By now you should have seen substantial new growth on your shrubs and trees. But patience is the byword with palms. Many will only put out 3-6 new fronds a year. Please…only remove fronds that have at least one third of their surface dry, damaged or dead. Palms need to maximize their ability to photosynthesize. The oldest frond supplies the needed nutrients for the newest frond.

Important – Please…only remove [palm] fronds that have at least one third of their surface dry, damaged or dead. Palms need to maximize their ability to photosynthesize.

According to Capeweather.com\weather station, year-to-date as of February 26 we’ve had 3.06 inches of rain. This is dry season and our landscape plants would really benefit from fresh rain water.

April’s To Do List:

• Your goal, starting the first of the month, should be to set up your plants (shrubs, trees, palms and turf) to be the healthiest possible as we continue through the dry season and inch toward the rainy season, beginning sometime in June.
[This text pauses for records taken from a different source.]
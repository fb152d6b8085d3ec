use rust_decimal::Decimal;

use crate::calculations::{AggregateFigures, EventSectionFigures};
use crate::coercion::format_guests;
use crate::format::{CurrencyFormatter, Locale};
use crate::models::{BusinessModel, Season};

use super::targets::{self, Period};
use super::{PresentationSink, StyleState};

/// Formats figures and writes them to a [`PresentationSink`].
#[derive(Debug, Clone, Copy, Default, PartialEq, Eq)]
pub struct Publisher {
    currency: CurrencyFormatter,
}

impl Publisher {
    pub fn new(locale: Locale) -> Self {
        Self {
            currency: CurrencyFormatter::new(locale),
        }
    }

    pub fn locale(&self) -> Locale {
        self.currency.locale()
    }

    fn money<S: PresentationSink + ?Sized>(
        &self,
        sink: &mut S,
        target: &str,
        amount: Decimal,
    ) {
        sink.set_text(target, &self.currency.format(amount));
    }

    /// Publishes every aggregate figure and the style of the summary slots.
    pub fn publish<S: PresentationSink + ?Sized>(
        &self,
        figures: &AggregateFigures,
        sink: &mut S,
    ) {
        for period in Period::ALL {
            for season in Season::ALL {
                let split = match period {
                    Period::Monthly => figures.personnel.monthly,
                    Period::Annual => figures.personnel.annual,
                };
                self.money(sink, &targets::staff(season, period), split.get(season));
            }
        }

        self.money(sink, targets::GOODS_MONTHLY, figures.goods.monthly);
        self.money(sink, targets::GOODS_ANNUAL, figures.goods.annual);
        self.money(sink, targets::OPERATING_MONTHLY, figures.operating.monthly);
        self.money(sink, targets::OPERATING_ANNUAL, figures.operating.annual);

        for season in Season::ALL {
            let guests = format_guests(figures.daily(season).guests, self.locale());
            sink.set_text(&targets::guests(season), &guests);
        }
        for period in Period::ALL {
            for season in Season::ALL {
                let daily = figures.daily(season);
                let amount = match period {
                    Period::Monthly => daily.monthly,
                    Period::Annual => daily.annual,
                };
                self.money(sink, &targets::daily(season, period), amount);
            }
        }

        self.publish_events(sink, "ticketed", &figures.ticketed);
        self.publish_events(sink, "fixed", &figures.fixed);

        let totals = &figures.totals;
        self.money(sink, targets::SUM_COSTS_MONTHLY, totals.cost.monthly);
        self.money(sink, targets::SUM_COSTS_ANNUAL, totals.cost.annual);
        self.money(sink, targets::SUM_REVENUE_MONTHLY, totals.revenue.monthly);
        self.money(sink, targets::SUM_REVENUE_ANNUAL, totals.revenue.annual);
        self.money(sink, targets::SUM_PROFIT_MONTHLY, totals.profit.monthly);
        self.money(sink, targets::SUM_PROFIT_ANNUAL, totals.profit.annual);

        sink.set_style(targets::SUM_COSTS_MONTHLY, StyleState::Alert);
        sink.set_style(targets::SUM_COSTS_ANNUAL, StyleState::Alert);
        sink.set_style(
            targets::SUM_PROFIT_MONTHLY,
            StyleState::alert_if(totals.is_monthly_loss()),
        );
        sink.set_style(
            targets::SUM_PROFIT_ANNUAL,
            StyleState::alert_if(totals.is_annual_loss()),
        );
    }

    fn publish_events<S: PresentationSink + ?Sized>(
        &self,
        sink: &mut S,
        section: &str,
        events: &EventSectionFigures,
    ) {
        for line in &events.lines {
            for season in Season::ALL {
                let target = targets::event_line(&line.key, season);
                self.money(sink, &target, line.seasons.get(season));
            }
        }
        for period in Period::ALL {
            for season in Season::ALL {
                let split = match period {
                    Period::Monthly => events.monthly,
                    Period::Annual => events.annual,
                };
                let target = targets::event_section(section, season, period);
                self.money(sink, &target, split.get(season));
            }
        }
    }

    /// Shows every field of `model` in the editable tables, labels included.
    pub fn render_inputs<S: PresentationSink + ?Sized>(
        &self,
        model: &BusinessModel,
        sink: &mut S,
    ) {
        for (path, value) in model.flatten() {
            sink.set_input(&path, &value.to_string());
        }
    }
}
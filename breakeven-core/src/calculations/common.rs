//! Common arithmetic helpers for the break-even calculations.
//!
//! Model values come straight from user input, so products and sums
//! saturate at the `Decimal` range instead of panicking on overflow.

use rust_decimal::Decimal;

/// Months per year; monthly figures are annual figures spread over this.
pub const MONTHS_PER_YEAR: Decimal = Decimal::from_parts(12, 0, 0, false, 0);

/// Rounds a decimal value to exactly two decimal places using half-up rounding.
///
/// This follows standard financial rounding conventions where values at exactly
/// 0.005 are rounded up to 0.01 (away from zero).
///
/// # Examples
///
/// ```
/// use rust_decimal_macros::dec;
/// use breakeven_core::calculations::common::round_half_up;
///
/// assert_eq!(round_half_up(dec!(123.454)), dec!(123.45));
/// assert_eq!(round_half_up(dec!(123.455)), dec!(123.46));
/// assert_eq!(round_half_up(dec!(-123.455)), dec!(-123.46)); // Away from zero
/// ```
pub fn round_half_up(value: Decimal) -> Decimal {
    value.round_dp_with_strategy(2, rust_decimal::RoundingStrategy::MidpointAwayFromZero)
}

/// Multiplies all factors, saturating on overflow.
///
/// # Examples
///
/// ```
/// use rust_decimal_macros::dec;
/// use breakeven_core::calculations::common::product;
///
/// assert_eq!(product(&[dec!(3000), dec!(2), dec!(7)]), dec!(42000));
/// ```
pub fn product(factors: &[Decimal]) -> Decimal {
    factors
        .iter()
        .fold(Decimal::ONE, |acc, factor| acc.saturating_mul(*factor))
}

/// Sums all values, saturating on overflow.
pub fn total<I>(values: I) -> Decimal
where
    I: IntoIterator<Item = Decimal>,
{
    values
        .into_iter()
        .fold(Decimal::ZERO, |acc, value| acc.saturating_add(value))
}

/// Spreads an annual amount evenly over twelve months.
pub fn per_month(annual: Decimal) -> Decimal {
    annual / MONTHS_PER_YEAR
}

/// Scales a monthly amount up to a year.
pub fn per_year(monthly: Decimal) -> Decimal {
    monthly.saturating_mul(MONTHS_PER_YEAR)
}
• Fertilize everything you didn’t fertilize in March, and use only a high quality, slow-release product. Good fertilizer is expensive, but effective.

• Palms that may have suffered from root or bud damage during the winter benefit from fungicide and micro-nutrient supplements.

• Fungus: Though our temperatures have been chilly vs. cold or frosty, our subtropical and tropical plants have suffered. Rain + chilly temps = fungus. It’s been appearing on turf and shrubbery. This is a typical for April and reflects the weather experienced during the first quarter. Typical seems to be more atypical these days. Always use common sense when it comes to the treatment of plants.

• Water restrictions are an ongoing and serious part of gardening in SW Florida. Planting native plants that are geared for 8 months of drought followed by 4 months of deluge should be strongly considered. Work with, not against nature. Unless you are willing to hand water, resist planting during the dry season and wait until the summer rains begin at the end of June to the first of July. Many associations and independent homeowners start itching to plant color during the “high” season. It can be precious dollars wasted. Even salt-tolerant plants are watered with fresh water when nursery-grown. Most shrubs, including drought tolerant ones, take 3 months to establish roots beyond the perimeter of their original pot. A new 3-gallon shrub requires a gallon of water every other day for about 60 days.

• Prune scraggly, overgrown plants and those with dead branches if not done so already. First remove crossing and broken branches. Then prune for shape and to encourage re-flowering.

• Great Video on Pruning of Trees: http://www.youtube.com/watch?v=Ht-U1f9K7zo.

This video was produced by the Collier County Extension Service.

• Want more flowers? Florida’s flowering shrubs bloom on new wood. If the plant is constantly pruned, leaving only older wood, flower production will be severely limited.

• Apply herbicide to your turf when the temperature is below 85 degrees. We’ve already had temperatures in the 80s as of the end of February. Just remember broadleaf herbicides can harm turf, or at a minimum turn it yellow.